EUR: PMIs are the key input into Thursday’s ECB meeting
Today’s focus is on French, German and euro area PMIs, following yesterday’s more encouraging industrial production tone. Lower energy prices continue to help, improving the euro area terms of trade and offering a constructive macro tailwind for EUR. Any confirmation that the EU is delaying the combustion engine phase-out would add to the improving industrial narrative. In EUR/USD, 1.1720/25 looks like near-term support on firm US data, while a move through 1.1780 would leave 1.1800/1.1820 in play.

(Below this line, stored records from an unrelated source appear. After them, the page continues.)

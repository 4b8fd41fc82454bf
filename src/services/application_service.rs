use sqlx::types::Json;
use sqlx::PgPool;
use tracing::{info, warn};
use uuid::Uuid;

use crate::dto::application_dto::{
    ChangeStatusPayload, CompanyApplicationsQuery, FeedbackPayload, InterviewUpdatePayload,
    MessagePayload, MyApplicationsQuery, ReadReceipt, ScheduleInterviewPayload, StatusAggregate,
    SubmitApplicationPayload,
};
use crate::dto::envelope::{PageParams, Paginated};
use crate::error::{unique_violation, Error, Result};
use crate::middleware::auth::CurrentUser;
use crate::models::application::{
    Answer, Application, ApplicationMessage, ApplicationSource, CoverLetter, Interview,
    InterviewPlan, Party, ResumeSnapshot,
};
use crate::models::user::{User, UserType};
use crate::models::vacancy::Vacancy;
use crate::services::filters::{wire_name, Filters};
use crate::utils::time;

/// Per-status counts with mean `viewed_at - applied_at`; `$1` is the company.
pub(crate) const STATUS_AGGREGATES: &str = r#"
    SELECT
        status,
        COUNT(*) AS count,
        (AVG(EXTRACT(EPOCH FROM (viewed_at - applied_at)))
            FILTER (WHERE viewed_at IS NOT NULL))::FLOAT8 AS avg_response_time_secs
    FROM applications
    WHERE company_id = $1 AND is_active
    GROUP BY status
    ORDER BY status
"#;

/// Request origin recorded with a submission.
#[derive(Debug, Clone, Default)]
pub struct SubmissionMeta {
    pub ip_address: Option<String>,
    pub user_agent: Option<String>,
}

#[derive(Clone)]
pub struct ApplicationService {
    pool: PgPool,
}

impl ApplicationService {
    pub fn new(pool: PgPool) -> Self {
        Self { pool }
    }

    pub async fn submit(
        &self,
        candidate_id: Uuid,
        payload: SubmitApplicationPayload,
        meta: SubmissionMeta,
    ) -> Result<Application> {
        let now = time::now();

        let vacancy = sqlx::query_as::<_, Vacancy>("SELECT * FROM vacancies WHERE id = $1")
            .bind(payload.vacancy)
            .fetch_optional(&self.pool)
            .await?
            .filter(|v| v.accepts_applications(now))
            .ok_or(Error::VacancyUnavailable)?;

        let already_applied: bool = sqlx::query_scalar(
            r#"
            SELECT EXISTS (
                SELECT 1 FROM applications
                WHERE vacancy_id = $1 AND candidate_id = $2 AND is_active
            )
            "#,
        )
        .bind(vacancy.id)
        .bind(candidate_id)
        .fetch_one(&self.pool)
        .await?;
        if already_applied {
            return Err(Error::DuplicateApplication);
        }

        let candidate = sqlx::query_as::<_, User>("SELECT * FROM users WHERE id = $1")
            .bind(candidate_id)
            .fetch_one(&self.pool)
            .await?;
        let resume = candidate.resume().ok_or(Error::MissingResume)?;

        let answers: Vec<Answer> = payload.answers.into_iter().map(Into::into).collect();
        let cover_letter: Option<CoverLetter> = payload.cover_letter.map(Into::into);

        let inserted = sqlx::query_as::<_, Application>(
            r#"
            INSERT INTO applications (
                vacancy_id, candidate_id, company_id, resume, cover_letter, answers,
                source, ip_address, user_agent, referral, applied_at
            ) VALUES ($1, $2, $3, $4, $5, $6, $7, $8, $9, $10, $11)
            RETURNING *
            "#,
        )
        .bind(vacancy.id)
        .bind(candidate_id)
        .bind(vacancy.company_id)
        .bind(Json(ResumeSnapshot::from_resume(resume)))
        .bind(cover_letter.map(Json))
        .bind(Json(answers))
        .bind(ApplicationSource::Website)
        .bind(meta.ip_address)
        .bind(meta.user_agent)
        .bind(payload.referral)
        .bind(now)
        .fetch_one(&self.pool)
        .await;

        let application = match inserted {
            Ok(application) => application,
            Err(e) if unique_violation(&e).is_some() => return Err(Error::DuplicateApplication),
            Err(e) => return Err(e.into()),
        };

        // Counters trail the insert; a failure here leaves them one behind.
        sqlx::query(
            r#"
            UPDATE vacancies
            SET applications = applications + 1, last_application_at = $2
            WHERE id = $1
            "#,
        )
        .bind(vacancy.id)
        .bind(now)
        .execute(&self.pool)
        .await?;
        sqlx::query("UPDATE users SET applications_count = applications_count + 1 WHERE id = $1")
            .bind(candidate_id)
            .execute(&self.pool)
            .await?;

        info!(
            application_id = %application.id,
            vacancy_id = %vacancy.id,
            candidate_id = %candidate_id,
            "application submitted"
        );
        Ok(application)
    }

    async fn find_active(&self, id: Uuid) -> Result<Application> {
        sqlx::query_as::<_, Application>("SELECT * FROM applications WHERE id = $1 AND is_active")
            .bind(id)
            .fetch_optional(&self.pool)
            .await?
            .ok_or_else(|| Error::NotFound("Application not found".to_string()))
    }

    /// Loads the application and resolves which side the caller acts for.
    async fn load_for(&self, id: Uuid, caller: &CurrentUser) -> Result<(Application, Party)> {
        let application = self.find_active(id).await?;
        let party = application
            .party_for(caller.id, caller.user_type, caller.company_id)
            .ok_or_else(|| {
                Error::Forbidden("You do not have access to this application".to_string())
            })?;
        Ok((application, party))
    }

    pub async fn get(&self, id: Uuid, caller: &CurrentUser) -> Result<Application> {
        let (application, _) = self.load_for(id, caller).await?;
        Ok(application)
    }

    pub async fn list_mine(
        &self,
        candidate_id: Uuid,
        query: MyApplicationsQuery,
    ) -> Result<Paginated<Application>> {
        let page = PageParams::new(query.page, query.limit);
        let mut filters = Filters::new();
        filters
            .raw("is_active")
            .push("candidate_id = {}::uuid", candidate_id.to_string());
        if let Some(status) = query.status {
            filters.push("status = {}::application_status", wire_name(&status));
        }
        self.paginate(&filters, page).await
    }

    pub async fn list_company(
        &self,
        company_id: Uuid,
        query: CompanyApplicationsQuery,
    ) -> Result<Paginated<Application>> {
        let page = PageParams::new(query.page, query.limit);
        let mut filters = Filters::new();
        filters
            .raw("is_active")
            .push("company_id = {}::uuid", company_id.to_string());
        if let Some(status) = query.status {
            filters.push("status = {}::application_status", wire_name(&status));
        }
        if let Some(vacancy) = query.vacancy {
            filters.push("vacancy_id = {}::uuid", vacancy.to_string());
        }
        if query.recent.unwrap_or(false) {
            filters.raw("applied_at >= NOW() - INTERVAL '7 days'");
        }
        self.paginate(&filters, page).await
    }

    async fn paginate(&self, filters: &Filters, page: PageParams) -> Result<Paginated<Application>> {
        let where_clause = filters.where_clause();
        let next = filters.next_index();

        let items_query = format!(
            "SELECT * FROM applications {} ORDER BY applied_at DESC LIMIT ${} OFFSET ${}",
            where_clause,
            next,
            next + 1
        );
        let mut items_statement = sqlx::query_as::<_, Application>(&items_query);
        for value in filters.args() {
            items_statement = items_statement.bind(value);
        }
        let items = items_statement
            .bind(page.limit)
            .bind(page.offset())
            .fetch_all(&self.pool)
            .await?;

        let total_query = format!("SELECT COUNT(*) FROM applications {}", where_clause);
        let mut total_statement = sqlx::query_scalar::<_, i64>(&total_query);
        for value in filters.args() {
            total_statement = total_statement.bind(value);
        }
        let total = total_statement.fetch_one(&self.pool).await?;

        Ok(Paginated::new(items, page, total))
    }

    pub async fn change_status(
        &self,
        id: Uuid,
        caller: &CurrentUser,
        payload: ChangeStatusPayload,
    ) -> Result<Application> {
        let (mut application, party) = self.load_for(id, caller).await?;
        let previous = application.status;
        application.change_status(
            payload.status,
            party,
            caller.id,
            payload.reason,
            payload.note,
            time::now(),
        )?;
        let application = self.persist(&application).await?;
        info!(
            application_id = %id,
            from = %previous,
            to = %application.status,
            "application status changed"
        );
        Ok(application)
    }

    pub async fn withdraw(
        &self,
        id: Uuid,
        caller: &CurrentUser,
        reason: Option<String>,
    ) -> Result<Application> {
        let (mut application, party) = self.load_for(id, caller).await?;
        if party != Party::Candidate {
            return Err(Error::Forbidden(
                "Only the candidate can withdraw an application".to_string(),
            ));
        }
        application.withdraw(caller.id, reason, time::now())?;
        self.persist(&application).await
    }

    pub async fn add_message(
        &self,
        id: Uuid,
        caller: &CurrentUser,
        payload: MessagePayload,
    ) -> Result<(Application, ApplicationMessage)> {
        let (mut application, party) = self.load_for(id, caller).await?;
        let message = application.add_message(
            party,
            payload.kind,
            caller.id,
            payload.message,
            payload.attachments.into_iter().map(Into::into).collect(),
            time::now(),
        )?;
        let application = self.persist(&application).await?;
        Ok((application, message))
    }

    pub async fn mark_read(&self, id: Uuid, caller: &CurrentUser) -> Result<ReadReceipt> {
        let (mut application, party) = self.load_for(id, caller).await?;
        let marked = application.mark_messages_read(party, time::now());
        if marked > 0 {
            self.persist(&application).await?;
        }
        Ok(ReadReceipt { marked })
    }

    pub async fn schedule_interview(
        &self,
        id: Uuid,
        caller: &CurrentUser,
        payload: ScheduleInterviewPayload,
    ) -> Result<Interview> {
        let (mut application, party) = self.load_for(id, caller).await?;
        ensure_employer(party)?;

        let plan = InterviewPlan {
            kind: payload.kind,
            scheduled_at: payload.scheduled_at,
            duration: payload.duration,
            location: payload.location,
            participants: payload.participants.into_iter().map(Into::into).collect(),
            description: payload.description,
        };
        let interview = application.schedule_interview(plan, caller.id, time::now())?;
        self.persist(&application).await?;
        info!(application_id = %id, interview_id = %interview.id, "interview scheduled");
        Ok(interview)
    }

    pub async fn update_interview(
        &self,
        id: Uuid,
        interview_id: Uuid,
        caller: &CurrentUser,
        payload: InterviewUpdatePayload,
    ) -> Result<Interview> {
        let (mut application, party) = self.load_for(id, caller).await?;
        ensure_employer(party)?;

        let interview = application.update_interview(
            interview_id,
            payload.status,
            payload.rating,
            payload.comment,
            caller.id,
            time::now(),
        )?;
        self.persist(&application).await?;
        Ok(interview)
    }

    pub async fn submit_feedback(
        &self,
        id: Uuid,
        caller: &CurrentUser,
        payload: FeedbackPayload,
    ) -> Result<Application> {
        let (mut application, party) = self.load_for(id, caller).await?;
        application.submit_rating(party, payload.rating, payload.comment, time::now())?;
        self.persist(&application).await
    }

    /// Hides the application; rows are never hard-deleted.
    pub async fn soft_delete(&self, id: Uuid, caller: &CurrentUser) -> Result<()> {
        let (application, party) = self.load_for(id, caller).await?;
        if !matches!(party, Party::Candidate | Party::Admin) {
            return Err(Error::Forbidden(
                "Only the candidate or an administrator can delete an application".to_string(),
            ));
        }
        sqlx::query("UPDATE applications SET is_active = FALSE, updated_at = NOW() WHERE id = $1")
            .bind(application.id)
            .execute(&self.pool)
            .await?;
        if caller.user_type == UserType::Admin {
            warn!(application_id = %id, admin_id = %caller.id, "application removed by admin");
        }
        Ok(())
    }

    pub async fn company_stats(&self, company_id: Uuid) -> Result<Vec<StatusAggregate>> {
        let rows = sqlx::query_as::<_, StatusAggregate>(STATUS_AGGREGATES)
            .bind(company_id)
            .fetch_all(&self.pool)
            .await?;
        Ok(rows)
    }

    /// Writes the lifecycle state back in a single statement.
    async fn persist(&self, application: &Application) -> Result<Application> {
        let saved = sqlx::query_as::<_, Application>(
            r#"
            UPDATE applications
            SET
                status = $2,
                status_history = $3,
                messages = $4,
                interviews = $5,
                ratings = $6,
                viewed_at = $7,
                responded_at = $8,
                closed_at = $9,
                updated_at = NOW()
            WHERE id = $1
            RETURNING *
            "#,
        )
        .bind(application.id)
        .bind(application.status)
        .bind(&application.status_history)
        .bind(&application.messages)
        .bind(&application.interviews)
        .bind(&application.ratings)
        .bind(application.viewed_at)
        .bind(application.responded_at)
        .bind(application.closed_at)
        .fetch_one(&self.pool)
        .await?;
        Ok(saved)
    }
}

fn ensure_employer(party: Party) -> Result<()> {
    if party == Party::Employer {
        Ok(())
    } else {
        Err(Error::Forbidden(
            "Only the hiring company can manage interviews".to_string(),
        ))
    }
}

/// First `X-Forwarded-For` hop, falling back to the peer address.
pub fn client_ip(forwarded_for: Option<&str>, peer: Option<std::net::SocketAddr>) -> Option<String> {
    forwarded_for
        .and_then(|raw| raw.split(',').next())
        .map(str::trim)
        .filter(|ip| !ip.is_empty())
        .map(str::to_string)
        .or_else(|| peer.map(|addr| addr.ip().to_string()))
}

USD: Delayed NFP is the main US catalyst, but pricing looks sticky
The delayed non-farm payrolls report is the headline US release, covering both October and November. Consensus looks for roughly +50k jobs in November and unemployment edging up to 4.5% (no unemployment rate for October). In-line prints are unlikely to shift the Fed narrative materially, with markets already leaning towards the next 25bp cut by April and another by September. One development worth flagging is the recent drop in US money market rates following the Fed’s Treasury bill purchase announcement, which has pulled three-month USD hedging costs down towards levels last seen in September 2022. October retail sales and S&P PMIs also print today, but they look secondary volatility drivers unless the surprise is large.
Looking ahead
Thursday’s BoE decision is the near-term GBP anchor, with guidance on the 2026 easing path likely to matter as much as the cut itself. In EUR, PMIs and energy dynamics will shape expectations into the ECB. For USD, it likely takes a clear payrolls surprise to force a meaningful repricing of the near-term Fed path.